Thursday, April 10, 2025

Montgomery County Council delivering tax hike for you, massive tax cut for developers


The Montgomery County Council reached a new low this week, taking an action of fiscal irresponsibility so bonkers, it should cost them their seats in the 2026 election. They have approved legislation that will exempt any redevelopment of an office property into housing from property taxes for 20 years, if the new development provides 17.5% affordable units. Meanwhile, the same Council is planning a massive property tax increase for you, the residents of Montgomery County. Yes, this continues a pattern of shifting the tax burden from the Council's developer sugar daddies onto you, the struggling homeowner or business property owner. But it goes beyond almost any corrupt action they've taken before, as it could end up bankrupting the County, which is already under fiscal stress from a structural budget deficit and a massive debt load.

More Housing N.O.W. - a name that anyone who struggles to navigate closed streets and sidewalks around apartment tower construction sites in downtown Bethesda and Silver Spring would find laughable - is a legislative package cooked up by Councilmember Andrew Friedson (D - District 1). Loaded with developer giveaways, it appears to have been written by the developers themselves. Much like their plan to gift developers land taxpayers paid to acquire for a critical highway the Council canceled, forgoing billions in tax revenue and shifting the tax burden to you is a dereliction of duty by the Council.

Why would Friedson bring forward such an audaciously-corrupt tax break for developers? He's running for County Executive, and needs the money developers so generously provide to each of the current Councilmembers. And it's going to take a lot of money to win, especially if David Blair decides to take a third shot at the County Executive office in 2026. The seat is essentially Blair's for the taking, having lost by a handful of votes to Marc Elrich each of the previous times he ran. None of the candidates running next year have Elrich's name recognition, base of support, or voter goodwill that crosses party and demographic lines.

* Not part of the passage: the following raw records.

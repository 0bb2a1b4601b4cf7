//! Test utilities for database setup.
//!
//! Provides helpers that reuse authoritative schema initialization,
//! eliminating schema duplication in test code.

use rusqlite::Connection;
use std::path::Path;
use tempfile::TempDir;

use crate::paths::DataPaths;

/// Test environment with a migrated `review_deck.db` in a temporary data directory.
///
/// Everything is removed when dropped.
pub struct TestEnv {
    /// Temporary directory (kept alive for database file persistence)
    pub temp: TempDir,
    /// Connection with the full schema (all migrations)
    pub conn: Connection,
}

impl TestEnv {
    /// Create a test environment using `crate::db::schema::run_migrations()`.
    pub fn new() -> rusqlite::Result<Self> {
        let temp =
            TempDir::new().map_err(|e| rusqlite::Error::ToSqlConversionFailure(Box::new(e)))?;

        let conn = Connection::open(DataPaths::new(temp.path()).db())?;
        crate::db::schema::run_migrations(&conn)?;

        Ok(Self { temp, conn })
    }

    /// Get the temporary directory path for creating test files.
    pub fn path(&self) -> &Path {
        self.temp.path()
    }

    /// Data directory layout rooted at the temporary directory.
    pub fn paths(&self) -> DataPaths {
        DataPaths::new(self.temp.path())
    }
}

/// Minimal PDFs for import tests, built with lopdf.
pub mod pdf {
    use lopdf::content::{Content, Operation};
    use lopdf::{dictionary, Document, Object, Stream, StringFormat};

    /// Glyph codes of the composite test font and the text they map to
    pub const CID_GLYPHS: [(u16, char); 3] = [(1, 'O'), (2, 'a'), (3, 'k')];

    /// An image XObject drawn at `(10, 10)` scaled to `placed`.
    ///
    /// Width and height are written as declared, even when `data` is shorter.
    #[derive(Clone)]
    pub struct TestImage {
        pub width: i64,
        pub height: i64,
        pub color_space: &'static str,
        pub data: Vec<u8>,
        pub placed: (f32, f32),
    }

    /// One page: text lines as `(font size, text)`, lines in the composite
    /// font as `(font size, glyph codes)`, and images.
    #[derive(Default, Clone)]
    pub struct TestPage {
        pub lines: Vec<(f32, String)>,
        pub cid_lines: Vec<(f32, Vec<u16>)>,
        pub images: Vec<TestImage>,
    }

    impl TestPage {
        pub fn text(mut self, size: f32, text: &str) -> Self {
            self.lines.push((size, text.to_string()));
            self
        }

        /// Line shown with a Type0 Identity-H font decoded through its ToUnicode map
        pub fn cid_text(mut self, size: f32, codes: &[u16]) -> Self {
            self.cid_lines.push((size, codes.to_vec()));
            self
        }

        /// Gray image filled with `shade`
        pub fn image(mut self, width: u32, height: u32, shade: u8, placed_w: f32, placed_h: f32) -> Self {
            self.images.push(TestImage {
                width: i64::from(width),
                height: i64::from(height),
                color_space: "DeviceGray",
                data: vec![shade; (width * height) as usize],
                placed: (placed_w, placed_h),
            });
            self
        }

        pub fn raw_image(mut self, image: TestImage) -> Self {
            self.images.push(image);
            self
        }
    }

    fn to_unicode_cmap() -> Vec<u8> {
        let mut cmap = String::from(
            "/CIDInit /ProcSet findresource begin\n12 dict begin\nbegincmap\n\
             /CMapName /Adobe-Identity-UCS def\n/CMapType 2 def\n\
             1 begincodespacerange\n<0000> <FFFF>\nendcodespacerange\n",
        );
        cmap.push_str(&format!("{} beginbfchar\n", CID_GLYPHS.len()));
        for (code, ch) in CID_GLYPHS {
            cmap.push_str(&format!("<{:04X}> <{:04X}>\n", code, ch as u32));
        }
        cmap.push_str(
            "endbfchar\nendcmap\nCMapName currentdict /CMapResource defineresource pop\nend\nend\n",
        );
        cmap.into_bytes()
    }

    /// Build a 600x800 point PDF, each text line in its own text object.
    pub fn build(pages: &[TestPage]) -> Vec<u8> {
        let mut doc = Document::with_version("1.5");
        let pages_id = doc.new_object_id();
        let font_id = doc.add_object(dictionary! {
            "Type" => "Font",
            "Subtype" => "Type1",
            "BaseFont" => "Helvetica",
        });
        let to_unicode_id = doc.add_object(Stream::new(dictionary! {}, to_unicode_cmap()));
        let descendant_id = doc.add_object(dictionary! {
            "Type" => "Font",
            "Subtype" => "CIDFontType2",
            "BaseFont" => "TestSans",
            "CIDSystemInfo" => dictionary! {
                "Registry" => Object::string_literal("Adobe"),
                "Ordering" => Object::string_literal("Identity"),
                "Supplement" => 0,
            },
        });
        let cid_font_id = doc.add_object(dictionary! {
            "Type" => "Font",
            "Subtype" => "Type0",
            "BaseFont" => "TestSans",
            "Encoding" => "Identity-H",
            "DescendantFonts" => vec![Object::Reference(descendant_id)],
            "ToUnicode" => to_unicode_id,
        });

        let mut kids = Vec::new();
        for page in pages {
            let mut operations = Vec::new();
            let mut xobjects = lopdf::Dictionary::new();

            for (i, image) in page.images.iter().enumerate() {
                let stream = Stream::new(
                    dictionary! {
                        "Type" => "XObject",
                        "Subtype" => "Image",
                        "Width" => image.width,
                        "Height" => image.height,
                        "ColorSpace" => image.color_space,
                        "BitsPerComponent" => 8,
                    },
                    image.data.clone(),
                );
                let image_id = doc.add_object(stream);
                let name = format!("Im{}", i);
                xobjects.set(name.as_bytes().to_vec(), Object::Reference(image_id));

                let (placed_w, placed_h) = image.placed;
                operations.push(Operation::new("q", vec![]));
                operations.push(Operation::new(
                    "cm",
                    vec![placed_w.into(), 0.into(), 0.into(), placed_h.into(), 10.into(), 10.into()],
                ));
                operations.push(Operation::new("Do", vec![Object::Name(name.into_bytes())]));
                operations.push(Operation::new("Q", vec![]));
            }

            let shown = page
                .lines
                .iter()
                .map(|(size, text)| ("F1", *size, Object::string_literal(text.as_str())))
                .chain(page.cid_lines.iter().map(|(size, codes)| {
                    let bytes = codes.iter().flat_map(|c| c.to_be_bytes()).collect();
                    ("F2", *size, Object::String(bytes, StringFormat::Hexadecimal))
                }));
            for (i, (font, size, text)) in shown.enumerate() {
                operations.push(Operation::new("BT", vec![]));
                operations.push(Operation::new("Tf", vec![font.into(), size.into()]));
                operations.push(Operation::new("Td", vec![50.into(), (750 - 40 * i as i64).into()]));
                operations.push(Operation::new("Tj", vec![text]));
                operations.push(Operation::new("ET", vec![]));
            }

            let content = Content { operations };
            let content_id = doc.add_object(Stream::new(dictionary! {}, content.encode().unwrap_or_default()));
            let page_id = doc.add_object(dictionary! {
                "Type" => "Page",
                "Parent" => pages_id,
                "Contents" => content_id,
                "Resources" => dictionary! {
                    "Font" => dictionary! { "F1" => font_id, "F2" => cid_font_id },
                    "XObject" => xobjects,
                },
            });
            kids.push(Object::Reference(page_id));
        }

        let count = kids.len() as i64;
        doc.objects.insert(
            pages_id,
            Object::Dictionary(dictionary! {
                "Type" => "Pages",
                "Kids" => kids,
                "Count" => count,
                "MediaBox" => vec![0.into(), 0.into(), 600.into(), 800.into()],
            }),
        );
        let catalog_id = doc.add_object(dictionary! {
            "Type" => "Catalog",
            "Pages" => pages_id,
        });
        doc.trailer.set("Root", catalog_id);

        let mut bytes = Vec::new();
        doc.save_to(&mut bytes).unwrap();
        bytes
    }
}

But barring Blair's entry into the field, developers will support Friedson. How did the unknown Friedson defeat the far-more-qualified and known former Kensington Mayor Peter Fosselman and the legendary Ana Sol Gutierrez, the first Latina ever elected to public office in Maryland, in a Democratic primary? It's not entirely clear even today, but the developer money didn't hurt. Developers haven't just mailed the checks to Friedson's campaign - they actually host fundraisers for him at their mansions.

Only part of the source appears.